La nostra è una nazione che riesce a risollevarsi, sappiamo come fare. Non saranno certamente i “commissari di turno”, benché meno gli attuali partiti a risollevare le sorti del nostro paese. Benchè meno, quelli che si sono dichiarati all’opposizione, come la lega nord o l’italia dei valori.

La Lega, alleata del Popolo delle Libertà, si è defilata, presa sempre più dall’ottusa cecità nel non voler vedere al di là del proprio naso. I traguardi ragguardevoli raggiunti dal consenso popolare e l’aver preso parte al governo del paese per alcuni anni, non gli sono stati d’aiuto e consentirgli un’evoluzione politica ed una maturità tale da modificare e progettare un salto di qualità verso un’unificazione nazionale del tutto imprescindibile nell’attuale contesto storico. I programmi secessionisti e separatisti che persegue sono in perfetta antitesi con gli eventi e con gli stati sovrani tesi a comporre un’Europa politicamente unita.
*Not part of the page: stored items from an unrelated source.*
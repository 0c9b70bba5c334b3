use std::path::PathBuf;

use thiserror::Error;

/// Error surface for the daemon runtime and its control protocol.
#[derive(Debug, Error)]
pub enum DaemonError {
    #[error("I/O error at {path}: {source}")]
    Io {
        path: PathBuf,
        #[source]
        source: std::io::Error,
    },

    #[error("configuration error: {0}")]
    Config(#[from] coworkers_core::ConfigError),

    #[error("sync error: {0}")]
    Sync(#[from] coworkers_sync::SyncError),

    #[error("JSON error: {0}")]
    Json(#[from] serde_json::Error),

    #[error("channel closed: {0}")]
    ChannelClosed(&'static str),

    #[error("daemon protocol error: {0}")]
    Protocol(String),

    #[error("daemon is not running (socket missing: {socket})")]
    DaemonNotRunning { socket: PathBuf },
}

pub(crate) fn io_err(path: impl Into<PathBuf>, source: std::io::Error) -> DaemonError {
    DaemonError::Io {
        path: path.into(),
        source,
    }
}
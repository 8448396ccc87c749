#![deny(warnings, rust_2018_idioms)]
#![forbid(unsafe_code)]

use anyhow::Result;
use clap::Parser;
use egress_generator::{meta, policy, rules};
use tracing::info;

/// Generate a Cilium egress policy from provider metadata
///
/// Fetches the address metadata a provider publishes (the GitHub meta API, or
/// Google's ip-ranges feeds), merges the advertised addresses and domains
/// into a CiliumNetworkPolicy allowing egress to them on ports 22, 80 and
/// 443, writes the manifest to disk, and creates the policy in the cluster.
#[derive(Parser)]
#[clap(version, about)]
struct Args {
    #[clap(long, env = "EGRESS_GENERATOR_LOG_LEVEL", default_value = "info")]
    log_level: kubert::LogFilter,

    #[clap(long, env = "EGRESS_GENERATOR_LOG_FORMAT", default_value = "plain")]
    log_format: kubert::LogFormat,

    /// Metadata source to generate rules from
    #[clap(long, value_enum, default_value_t = Source::Github)]
    source: Source,

    /// URL of the GitHub meta API
    #[clap(long, default_value = meta::github::META_URL)]
    github_meta_url: String,

    /// URLs of the Google ip-ranges feeds (may be repeated)
    #[clap(
        long = "ip-ranges-url",
        default_values_t = [
            meta::gcp::GOOG_RANGES_URL.to_string(),
            meta::gcp::CLOUD_RANGES_URL.to_string(),
        ],
    )]
    ip_ranges_urls: Vec<String>,

    /// Name of the created policy; defaults to "<source>-egress"
    #[clap(long)]
    name: Option<String>,

    /// Namespace the policy is created in
    #[clap(long, short = 'n', default_value = "default")]
    namespace: String,

    /// Path the manifest is written to before the policy is created
    #[clap(long, short = 'o', default_value = "egress-policy.yaml")]
    output: std::path::PathBuf,
}

#[derive(Clone, Copy, Debug, clap::ValueEnum)]
enum Source {
    Github,
    Gcp,
}

#[tokio::main(flavor = "current_thread")]
async fn main() -> Result<()> {
    let Args {
        log_level,
        log_format,
        source,
        github_meta_url,
        ip_ranges_urls,
        name,
        namespace,
        output,
    } = Args::parse();

    log_format
        .try_init(log_level)
        .expect("must configure logging");

    let http = reqwest::Client::builder()
        .user_agent(concat!("egress-generator/", env!("CARGO_PKG_VERSION")))
        .build()?;

    let egress = match source {
        Source::Github => {
            let meta = meta::github::fetch(&http, &github_meta_url).await?;
            info!(url = %github_meta_url, "fetched provider metadata");
            rules::egress(
                meta.address_lists(),
                meta.domain_lists(),
                &rules::ALLOWED_PORTS,
            )
        }
        Source::Gcp => {
            let mut lists = Vec::with_capacity(ip_ranges_urls.len());
            for url in &ip_ranges_urls {
                let ranges = meta::gcp::fetch(&http, url).await?;
                info!(url = %url, prefixes = ranges.prefixes.len(), "fetched ip ranges");
                lists.push(ranges.cidrs());
            }
            vec![rules::cidr_rule(
                lists.iter().map(Vec::as_slice),
                &rules::ALLOWED_PORTS,
            )]
        }
    };

    let name = name.unwrap_or_else(|| format!("{source}-egress"));
    let policy = policy::assemble(&name, &namespace, egress);

    policy::write(&policy, &output)?;
    info!(path = %output.display(), "wrote policy manifest");

    let client = kube::Client::try_default()
        .await
        .map_err(policy::ApplyError::AuthFailure)?;
    policy::apply(client, &policy).await?;
    info!(%name, %namespace, "created policy");

    Ok(())
}

impl std::fmt::Display for Source {
    fn fmt(&self, f: &mut std::fmt::Formatter<'_>) -> std::fmt::Result {
        f.write_str(match self {
            Self::Github => "github",
            Self::Gcp => "gcp",
        })
    }
}
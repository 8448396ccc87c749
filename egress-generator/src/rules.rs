//! Converts merged address and domain lists into Cilium egress rules.

use crate::set::StringSet;
use egress_generator_k8s_api::policy::{EgressRule, FqdnSelector, PortProtocol, PortRule};

/// Destination ports allowed by every generated rule: SSH, HTTP, HTTPS.
pub const ALLOWED_PORTS: [u16; 3] = [22, 80, 443];

/// Builds the egress rule pair for a provider that publishes both IP ranges
/// and domains: one CIDR-based fragment and one FQDN-based fragment, both
/// carrying the same port allow-list.
pub fn egress<'a>(
    address_lists: impl IntoIterator<Item = &'a [String]>,
    domain_lists: impl IntoIterator<Item = &'a [String]>,
    ports: &[u16],
) -> Vec<EgressRule> {
    vec![cidr_rule(address_lists, ports), fqdn_rule(domain_lists, ports)]
}

/// Unions the given address lists into a single deduplicated CIDR rule.
///
/// Empty input produces an empty `toCIDR` fragment, preserved as emitted.
pub fn cidr_rule<'a>(lists: impl IntoIterator<Item = &'a [String]>, ports: &[u16]) -> EgressRule {
    let to_cidr = StringSet::default()
        .add_lists(lists)
        .into_list()
        .into_iter()
        .map(Into::into)
        .collect();

    EgressRule {
        to_cidr,
        to_ports: port_rules(ports),
        ..EgressRule::default()
    }
}

/// Unions the given domain lists into a single deduplicated FQDN rule.
///
/// A domain beginning with the literal prefix `*.` becomes a pattern
/// selector carrying the full string; anything else matches by exact name.
pub fn fqdn_rule<'a>(lists: impl IntoIterator<Item = &'a [String]>, ports: &[u16]) -> EgressRule {
    let to_fqdns = StringSet::default()
        .add_lists(lists)
        .into_list()
        .into_iter()
        .map(|domain| {
            if domain.starts_with("*.") {
                FqdnSelector::pattern(domain)
            } else {
                FqdnSelector::name(domain)
            }
        })
        .collect();

    EgressRule {
        to_fqdns,
        to_ports: port_rules(ports),
        ..EgressRule::default()
    }
}

fn port_rules(ports: &[u16]) -> Vec<PortRule> {
    let ports = ports
        .iter()
        .map(|port| PortProtocol {
            port: port.to_string(),
            protocol: "TCP".to_string(),
        })
        .collect();
    vec![PortRule { ports }]
}
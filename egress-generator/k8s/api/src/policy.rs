pub mod egress;

pub use self::egress::{Cidr, EgressRule, FqdnSelector, PortProtocol, PortRule};

use std::collections::BTreeMap;

/// The `cilium.io/v2` CiliumNetworkPolicy resource, restricted to the egress
/// fields this tool emits.
#[derive(
    Clone,
    Debug,
    Default,
    kube::CustomResource,
    serde::Deserialize,
    serde::Serialize,
    schemars::JsonSchema,
)]
#[kube(
    group = "cilium.io",
    version = "v2",
    kind = "CiliumNetworkPolicy",
    namespaced
)]
#[serde(rename_all = "camelCase")]
pub struct CiliumNetworkPolicySpec {
    /// Selects the endpoints the policy applies to. An empty selector matches
    /// every endpoint in the policy's namespace.
    pub endpoint_selector: EndpointSelector,

    #[serde(default, skip_serializing_if = "Vec::is_empty")]
    pub egress: Vec<EgressRule>,
}

#[derive(
    Clone, Debug, Default, Eq, PartialEq, serde::Deserialize, serde::Serialize, schemars::JsonSchema,
)]
#[serde(rename_all = "camelCase")]
pub struct EndpointSelector {
    #[serde(default, skip_serializing_if = "Option::is_none")]
    pub match_labels: Option<BTreeMap<String, String>>,
}
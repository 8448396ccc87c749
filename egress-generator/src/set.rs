use std::collections::HashSet;

/// A deduplicating, unordered collection of strings.
///
/// Iteration order is unspecified; callers that need a stable order must sort
/// the result of [`StringSet::into_list`].
#[derive(Clone, Debug, Default)]
pub struct StringSet(HashSet<String>);

impl StringSet {
    /// Merges every string from every list into the set. Duplicates within
    /// and across lists coalesce silently.
    pub fn add_lists<'a, I>(mut self, lists: I) -> Self
    where
        I: IntoIterator<Item = &'a [String]>,
    {
        for list in lists {
            self.0.extend(list.iter().cloned());
        }
        self
    }

    /// Consumes the set, yielding each distinct string exactly once.
    pub fn into_list(self) -> Vec<String> {
        self.0.into_iter().collect()
    }
}

#[cfg(test)]
mod tests {
    use super::StringSet;

    fn lists(lists: &[&[&str]]) -> Vec<Vec<String>> {
        lists
            .iter()
            .map(|l| l.iter().map(|s| s.to_string()).collect())
            .collect()
    }

    fn merged(input: &[&[&str]]) -> Vec<String> {
        let owned = lists(input);
        let mut out = StringSet::default()
            .add_lists(owned.iter().map(Vec::as_slice))
            .into_list();
        out.sort();
        out
    }

    #[test]
    fn merges_and_dedups_across_lists() {
        let out = merged(&[&["a", "b"], &["b", "c"], &["a"]]);
        assert_eq!(out, vec!["a", "b", "c"]);
    }

    #[test]
    fn no_lists_yields_empty() {
        assert_eq!(StringSet::default().into_list(), Vec::<String>::new());
    }

    #[test]
    fn empty_lists_yield_empty() {
        assert_eq!(merged(&[&[], &[]]), Vec::<String>::new());
    }

    #[test]
    fn merging_twice_is_idempotent() {
        let once = merged(&[&["x", "y"]]);
        let twice = merged(&[&["x", "y"], &["x", "y"]]);
        assert_eq!(once, twice);
    }
}
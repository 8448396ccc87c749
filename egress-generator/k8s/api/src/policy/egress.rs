/// A single egress rule fragment: destinations plus the ports allowed to
/// reach them.
#[derive(
    Clone, Debug, Default, Eq, PartialEq, serde::Deserialize, serde::Serialize, schemars::JsonSchema,
)]
#[serde(rename_all = "camelCase")]
pub struct EgressRule {
    #[serde(default, rename = "toCIDR", skip_serializing_if = "Vec::is_empty")]
    pub to_cidr: Vec<Cidr>,

    #[serde(default, rename = "toFQDNs", skip_serializing_if = "Vec::is_empty")]
    pub to_fqdns: Vec<FqdnSelector>,

    #[serde(default, skip_serializing_if = "Vec::is_empty")]
    pub to_ports: Vec<PortRule>,
}

/// A CIDR in the textual form the Cilium API accepts, e.g. `192.0.2.0/24`.
///
/// Carried verbatim: the metadata feeds are trusted to publish well-formed
/// ranges, and the API server validates on admission.
#[derive(
    Clone, Debug, Eq, PartialEq, serde::Deserialize, serde::Serialize, schemars::JsonSchema,
)]
#[serde(transparent)]
pub struct Cidr(pub String);

/// Matches destination DNS names, either exactly or against a `*.` pattern.
/// Exactly one of the two fields is set.
#[derive(
    Clone, Debug, Default, Eq, PartialEq, serde::Deserialize, serde::Serialize, schemars::JsonSchema,
)]
#[serde(rename_all = "camelCase")]
pub struct FqdnSelector {
    #[serde(default, skip_serializing_if = "Option::is_none")]
    pub match_name: Option<String>,

    #[serde(default, skip_serializing_if = "Option::is_none")]
    pub match_pattern: Option<String>,
}

#[derive(
    Clone, Debug, Default, Eq, PartialEq, serde::Deserialize, serde::Serialize, schemars::JsonSchema,
)]
#[serde(rename_all = "camelCase")]
pub struct PortRule {
    #[serde(default, skip_serializing_if = "Vec::is_empty")]
    pub ports: Vec<PortProtocol>,
}

#[derive(
    Clone, Debug, Default, Eq, PartialEq, serde::Deserialize, serde::Serialize, schemars::JsonSchema,
)]
#[serde(rename_all = "camelCase")]
pub struct PortProtocol {
    pub port: String,
    pub protocol: String,
}

// === impl Cidr ===

impl From<String> for Cidr {
    fn from(cidr: String) -> Self {
        Self(cidr)
    }
}

impl From<&str> for Cidr {
    fn from(cidr: &str) -> Self {
        Self(cidr.to_string())
    }
}

impl std::fmt::Display for Cidr {
    fn fmt(&self, f: &mut std::fmt::Formatter<'_>) -> std::fmt::Result {
        self.0.fmt(f)
    }
}

// === impl FqdnSelector ===

impl FqdnSelector {
    /// Matches the given name exactly.
    pub fn name(name: impl Into<String>) -> Self {
        Self {
            match_name: Some(name.into()),
            match_pattern: None,
        }
    }

    /// Matches names against the given `*.` pattern.
    pub fn pattern(pattern: impl Into<String>) -> Self {
        Self {
            match_pattern: Some(pattern.into()),
            match_name: None,
        }
    }
}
Dichiararsi all’opposizione in un momento così difficile per il nostro paese, rasenta l’immaturità politica e dimostra la poca attenzione nei confronti di uno stato sofferente ed in crisi. Sarebbe stato più utile per i cittadini sorreggere e guidare nella sua azione un governo tecnico in modo da discernere ed individuare le giuste riforme. Chiamarsi fuori, proprio ora, è scorretto e direi anti-sociale. Lo hanno compreso persino il pd e pdl che insieme votano e proteggono l’iter governativo senza pregiudizi o differenze, caso unico nella storia repubblicana.

Ma si sa, la Lega Nord ha a cuore la sola padania e l’IDV ha la pretesa di diventare “grande”, il resto è di secondaria importanza.